Em segundo lugar, esta proteína crítica, o N-F-Kappa-b, não é desligada, e conseqüentemente, que sae intacto de outros processos, os phytokines inflamatórios assim chamados que são activados. Estes processos têm a capacidade para livrar mais eficazmente o corpo de invasões bacterianas e, em particular estafilococo - áureo.

Você pensa seus resultados provocará tratamentos novos para CGD?

Há uma possibilidade razoavelmente boa que. Certamente um tem que agora começar a pensar sobre a vista de moléculas pequenas, ou mesmo um anticorpo, de que possa no curso de alguns dias ou de uma semana inibir o efeito de olfactomedin-4 de modo que um possa mais bactérias ràpida claras, especialmente as bactérias que se estão tornando agora mais resistentes aos tipos de antibióticos que nós temos disponível.

Colônias bacterianas.

Sua pesquisa derrama alguma luz em como tratar o estafilococo meticilina-resistente - áureo (MRSA)?

Nós tínhamos testado neste modelo animal uma variedade comum de estafilococo - áureo.
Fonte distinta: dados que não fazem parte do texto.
impl Provider {
    /// Start a provider with a fresh random identity.
    ///
    /// # Errors
    ///
    /// `Error::Config` if `config` is invalid, `Error::Io` if a worker thread
    /// cannot be spawned (already spawned workers are stopped again).
    pub fn start(
        config: ProviderConfig,
        layer: Arc<dyn ResourceLayer>,
        listener: Arc<dyn ProviderListener>,
    ) -> Result<Self> {
        Self::start_with_id(config, ProviderId::random(), layer, listener)
    }

    /// Start a provider with a known identity.
    pub fn start_with_id(
        config: ProviderConfig,
        provider_id: ProviderId,
        layer: Arc<dyn ResourceLayer>,
        listener: Arc<dyn ProviderListener>,
    ) -> Result<Self> {
        config.validate()?;
        if provider_id.is_nil() {
            return Err(Error::invalid("nil provider id"));
        }

        let ctx = Arc::new(ProviderContext::new(config, provider_id, layer, listener));
        let owner = ctx.config.name.clone();
        let queues = &ctx.queues;

        let discovery = Scheduler::with_queue(
            Arc::clone(&queues.discovery),
            &owner,
            DiscoveryWorker::new(Arc::clone(&ctx)),
        )?;
        let subscription = Scheduler::with_queue(
            Arc::clone(&queues.subscription),
            &owner,
            SubscriptionWorker::new(Arc::clone(&ctx)),
        )?;
        let topic = Scheduler::with_queue(
            Arc::clone(&queues.topic),
            &owner,
            TopicWorker::new(Arc::clone(&ctx)),
        )?;
        let notification = Scheduler::with_queue(
            Arc::clone(&queues.notification),
            &owner,
            NotificationWorker::new(Arc::clone(&ctx)),
        )?;
        let callback = Scheduler::with_queue(
            Arc::clone(&queues.callback),
            &owner,
            CallbackWorker::new(Arc::clone(&ctx)),
        )?;

        log::info!(
            "[Provider] '{}' started as {} (policy {:?})",
            owner,
            provider_id,
            ctx.config.policy
        );
        ctx.queues.discovery.push(DiscoveryTask::Announce);

        Ok(Self {
            ctx,
            running: AtomicBool::new(true),
            next_message_id: AtomicU64::new(RESERVED_MESSAGE_ID + 1),
            discovery,
            subscription,
            topic,
            notification,
            callback,
        })
    }

    /// Stop every worker and release all state. Idempotent.
    ///
    /// Blocked callers of this provider are released with `Error::NotRunning`.
    /// May be called from a `ProviderListener` callback: the callback worker
    /// is then detached rather than joined, and exits when the callback
    /// returns.
    pub fn stop(&self) {
        if !self.running.swap(false, Ordering::AcqRel) {
            return;
        }
        self.discovery.stop();
        self.subscription.stop();
        self.topic.stop();
        self.notification.stop();
        self.callback.stop();
        self.ctx.clear();
        log::info!("[Provider] '{}' stopped", self.ctx.config.name);
    }

    #[must_use]
    pub fn is_running(&self) -> bool {
        self.running.load(Ordering::Acquire)
    }

    #[must_use]
    pub fn provider_id(&self) -> ProviderId {
        self.ctx.provider_id
    }

    #[must_use]
    pub fn config(&self) -> &ProviderConfig {
        &self.ctx.config
    }

    fn ensure_running(&self) -> Result<()> {
        if self.is_running() {
            Ok(())
        } else {
            Err(Error::NotRunning)
        }
    }

    fn push<T: Task>(&self, queue: &TaskQueue<T>, task: T) -> Result<()> {
        self.ensure_running()?;
        if queue.push(task) {
            Ok(())
        } else {
            Err(Error::NotRunning)
        }
    }

    /// Push a task carrying a responder and wait for the worker's reply.
    fn call<T: Task, R>(
        &self,
        queue: &TaskQueue<T>,
        what: &'static str,
        make: impl FnOnce(Responder<R>) -> T,
    ) -> Result<R> {
        self.ensure_running()?;
        let (reply, pending) = rendezvous(what);
        if !queue.push(make(reply)) {
            return Err(Error::NotRunning);
        }
        pending.wait(self.ctx.config.rendezvous_timeout_duration())
    }

    // ========================================================================
    // Messages
    // ========================================================================

    /// Allocate a message with the next id and this provider's identity.
    pub fn create_message(&self) -> Result<Message> {
        self.ensure_running()?;
        let id = MessageId(self.next_message_id.fetch_add(1, Ordering::Relaxed));
        let mut message = Message::new(id);
        message.provider_id = Some(self.ctx.provider_id);
        Ok(message)
    }

    /// Fan `message` out to every eligible subscriber.
    ///
    /// # Errors
    ///
    /// `Error::NoRecipients` when nobody is eligible (nothing is sent),
    /// `Error::DeliveryFailed` when the resource layer refuses the send.
    pub fn send_message(&self, mut message: Message) -> Result<()> {
        if message.id.is_reserved() {
            return Err(Error::invalid(format!(
                "message id {} is reserved",
                message.id
            )));
        }
        match message.provider_id {
            None => message.provider_id = Some(self.ctx.provider_id),
            Some(id) if id != self.ctx.provider_id => {
                return Err(Error::invalid(format!("message from foreign provider {}", id)));
            }
            Some(_) => {}
        }

        self.call(&self.ctx.queues.notification, "send_message", |reply| {
            NotificationTask::SendMessage { message, reply }
        })?
    }

    /// Broadcast a read/dismiss change made on the provider side.
    pub fn send_sync_info(&self, message_id: MessageId, state: SyncType) -> Result<()> {
        if message_id.is_reserved() {
            return Err(Error::invalid(format!("message id {} is reserved", message_id)));
        }
        let sync = SyncInfo::new(message_id, Some(self.ctx.provider_id), state);
        self.call(&self.ctx.queues.notification, "send_sync_info", |reply| {
            NotificationTask::SendSync { sync, reply }
        })?
    }

    // ========================================================================
    // Subscriptions
    // ========================================================================

    /// Approve or deny a pending (or existing) subscription.
    ///
    /// Applied asynchronously; an unknown consumer is logged and ignored.
    pub fn accept_subscription(&self, consumer_id: ConsumerId, accepted: bool) -> Result<()> {
        if consumer_id.is_nil() {
            return Err(Error::invalid("nil consumer id"));
        }
        self.push(
            &self.ctx.queues.subscription,
            SubscriptionTask::Accept {
                consumer_id,
                accepted,
            },
        )
    }

    /// Snapshot of one subscriber record.
    pub fn subscriber(&self, consumer_id: ConsumerId) -> Result<SubscriberRecord> {
        self.ensure_running()?;
        self.ctx
            .subscribers
            .lock()
            .read(&consumer_id)
            .cloned()
            .ok_or_else(|| Error::not_found("subscriber", consumer_id))
    }

    /// Snapshot of all subscriber records in subscription order.
    pub fn subscribers(&self) -> Result<Vec<SubscriberRecord>> {
        self.ensure_running()?;
        Ok(self.ctx.subscribers.lock().iter().cloned().collect())
    }

    // ========================================================================
    // Topics
    // ========================================================================

    pub fn register_topic(&self, name: &str) -> Result<()> {
        let name = name.to_string();
        self.call(&self.ctx.queues.topic, "register_topic", |reply| {
            TopicTask::Register { name, reply }
        })?
    }

    /// Remove a topic and every consumer selection referencing it.
    pub fn unregister_topic(&self, name: &str) -> Result<()> {
        let name = name.to_string();
        self.call(&self.ctx.queues.topic, "unregister_topic", |reply| {
            TopicTask::Unregister { name, reply }
        })?
    }

    /// Select or deselect `name` on behalf of a consumer.
    pub fn set_consumer_topic(&self, consumer_id: ConsumerId, name: &str, selected: bool) -> Result<()> {
        if consumer_id.is_nil() {
            return Err(Error::invalid("nil consumer id"));
        }
        let name = name.to_string();
        self.call(&self.ctx.queues.topic, "set_consumer_topic", |reply| {
            TopicTask::SetConsumerTopic {
                consumer_id,
                name,
                selected,
                reply,
            }
        })?
    }

    /// Registered topics in registration order.
    pub fn get_registered_topics(&self) -> Result<Vec<Topic>> {
        self.call(&self.ctx.queues.topic, "get_registered_topics", |reply| {
            TopicTask::QueryRegistered { reply }
        })
    }

    /// Registered topics with `consumer_id`'s selections marked subscribed.
    pub fn get_consumer_topics(&self, consumer_id: ConsumerId) -> Result<Vec<Topic>> {
        self.call(&self.ctx.queues.topic, "get_consumer_topics", |reply| {
            TopicTask::QuerySelections { consumer_id, reply }
        })
    }

    // ========================================================================
    // Inbound wire events
    // ========================================================================

    /// Route an inbound wire event to its scheduler.
    pub fn submit(&self, event: ProviderEvent) -> Result<()> {
        let queues = &self.ctx.queues;
        match event {
            ProviderEvent::SubscribeRequest(request) => self.push(
                &queues.subscription,
                SubscriptionTask::ReceiveSubscription(request),
            ),
            ProviderEvent::ObserveCancelled { channel } => {
                self.push(&queues.subscription, SubscriptionTask::Unsubscribe { channel })
            }
            ProviderEvent::SyncPosted(sync) => {
                if sync.message_id.is_reserved() {
                    return Err(Error::invalid(format!(
                        "sync for reserved message id {}",
                        sync.message_id
                    )));
                }
                self.push(&queues.notification, NotificationTask::ReceivedSync(sync))
            }
            ProviderEvent::TopicsPosted {
                consumer_id,
                topics,
            } => self.push(
                &queues.topic,
                TopicTask::PostSelection {
                    consumer_id,
                    topics,
                },
            ),
            ProviderEvent::TopicQuery {
                consumer_id,
                request,
            } => self.push(
                &queues.topic,
                TopicTask::Request {
                    consumer_id,
                    request,
                },
            ),
            ProviderEvent::NetworkUp => self.push(&queues.discovery, DiscoveryTask::Announce),
        }
    }

    pub fn handle_subscribe_request(&self, request: SubscriptionRequest) -> Result<()> {
        self.submit(ProviderEvent::SubscribeRequest(request))
    }

    pub fn handle_observe_cancelled(&self, channel: ChannelId) -> Result<()> {
        self.submit(ProviderEvent::ObserveCancelled { channel })
    }

    pub fn handle_sync_post(&self, sync: SyncInfo) -> Result<()> {
        self.submit(ProviderEvent::SyncPosted(sync))
    }

    pub fn handle_topic_post(&self, consumer_id: ConsumerId, topics: Vec<Topic>) -> Result<()> {
        self.submit(ProviderEvent::TopicsPosted {
            consumer_id,
            topics,
        })
    }

    pub fn handle_topic_query(&self, consumer_id: Option<ConsumerId>, request: RequestHandle) -> Result<()> {
        self.submit(ProviderEvent::TopicQuery {
            consumer_id,
            request,
        })
    }

    // ========================================================================
    // Observability
    // ========================================================================

    /// Counters of every scheduler.
    #[must_use]
    pub fn scheduler_metrics(&self) -> Vec<(SchedulerId, QueueSnapshot)> {
        vec![
            (self.discovery.id(), self.discovery.metrics()),
            (self.subscription.id(), self.subscription.metrics()),
            (self.topic.id(), self.topic.metrics()),
            (self.notification.id(), self.notification.metrics()),
            (self.callback.id(), self.callback.metrics()),
        ]
    }
}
Isto deu-nos uma boa oportunidade de olhar para ver se o efeito seria mais que se pode generalizar usando um tipo de bactérias que tivesse actualmente - o staph Meticilina-resistente assim chamado - áureo bastante problemático tornado, ou de MRSA. Na imprensa, isto é referido freqüentemente como “as bactérias carnívoros.” E de facto, em uma experiência paralela em que nós comparamos as pilhas brancas destes animais olfactomedin-deficientes - sua capacidade para matar o estafilococo normal - áureos contra este staph Meticilina-resistente - áureo - as pilhas brancas fizeram-no ingualmente eficazmente.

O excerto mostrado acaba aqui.